• **What is being asked**
Which lines mention "PartialEq"? Show each one from the listing.
⁂
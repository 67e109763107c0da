use chrono::NaiveDate;
use serde::{Deserialize, Serialize};
use std::fmt;

use crate::strategy::{AccountEvaluation, DelinquencyState, PriorityScale};

/// Stable identifier for an account under collection.
#[derive(Debug, Clone, Default, PartialEq, Eq, PartialOrd, Ord, Hash, Serialize, Deserialize)]
#[serde(transparent)]
pub struct AccountId(pub String);

impl AccountId {
    pub fn new(value: impl Into<String>) -> Self {
        Self(value.into())
    }

    pub fn as_str(&self) -> &str {
        &self.0
    }
}

impl fmt::Display for AccountId {
    fn fmt(&self, f: &mut fmt::Formatter<'_>) -> fmt::Result {
        f.write_str(&self.0)
    }
}

/// Debtor record under collection.
///
/// Numeric inputs are optional so that a blank import cell or an absent JSON
/// key stays distinguishable from zero. Both the queue (`currentBalance`,
/// `daysPastDue`) and case (`outstandingBalance`, `totalDaysInArrears`)
/// spellings are accepted on input.
#[derive(Debug, Clone, Default, PartialEq, Serialize, Deserialize)]
#[serde(default)]
pub struct Account {
    pub id: AccountId,
    #[serde(alias = "accountNumber")]
    pub account_number: String,
    #[serde(alias = "customerId", skip_serializing_if = "Option::is_none")]
    pub customer_id: Option<String>,
    #[serde(alias = "customerName")]
    pub customer_name: String,
    #[serde(alias = "outstandingBalance", alias = "currentBalance")]
    pub outstanding_balance: Option<f64>,
    #[serde(alias = "originalAmount", alias = "originalDebtAmount")]
    pub original_amount: Option<f64>,
    #[serde(alias = "lastPaymentAmount")]
    pub last_payment_amount: Option<f64>,
    #[serde(alias = "lastPaymentDate")]
    pub last_payment_date: Option<NaiveDate>,
    #[serde(alias = "totalDaysInArrears", alias = "daysPastDue")]
    pub days_in_arrears: Option<f64>,
    #[serde(alias = "durationInCollections")]
    pub duration_in_collections: Option<u32>,
    #[serde(alias = "delinquencyBand", skip_serializing_if = "Option::is_none")]
    pub delinquency_band: Option<String>,
    #[serde(alias = "debtCategory", skip_serializing_if = "Option::is_none")]
    pub debt_category: Option<String>,
    #[serde(skip_serializing_if = "Option::is_none")]
    pub status: Option<String>,
    pub priority: Option<i32>,
    #[serde(alias = "nextAction")]
    pub next_action: Option<String>,
    #[serde(alias = "delinquencyState")]
    pub delinquency_state: Option<DelinquencyState>,
    #[serde(alias = "priorityScale")]
    pub priority_scale: Option<PriorityScale>,
}

impl Account {
    pub fn new(id: impl Into<String>, account_number: impl Into<String>) -> Self {
        Self {
            id: AccountId::new(id),
            account_number: account_number.into(),
            ..Self::default()
        }
    }

    /// Returns a copy carrying the evaluation's derived fields; every input
    /// field is left as it was.
    pub fn with_evaluation(&self, evaluation: &AccountEvaluation) -> Self {
        Self {
            priority: Some(evaluation.priority),
            next_action: Some(evaluation.next_action.clone()),
            delinquency_state: Some(evaluation.delinquency_state),
            priority_scale: Some(evaluation.priority_scale),
            ..self.clone()
        }
    }

    /// Current derived fields, if the account has been evaluated.
    pub fn evaluation(&self) -> Option<AccountEvaluation> {
        Some(AccountEvaluation {
            priority: self.priority?,
            next_action: self.next_action.clone()?,
            delinquency_state: self.delinquency_state?,
            priority_scale: self.priority_scale?,
        })
    }
}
⁂
• **Answer**
#[derive(Debug, Clone, Default, PartialEq, Eq, PartialOrd, Ord, Hash, Serialize, Deserialize)]
#[derive(Debug, Clone, Default, PartialEq, Serialize, Deserialize)]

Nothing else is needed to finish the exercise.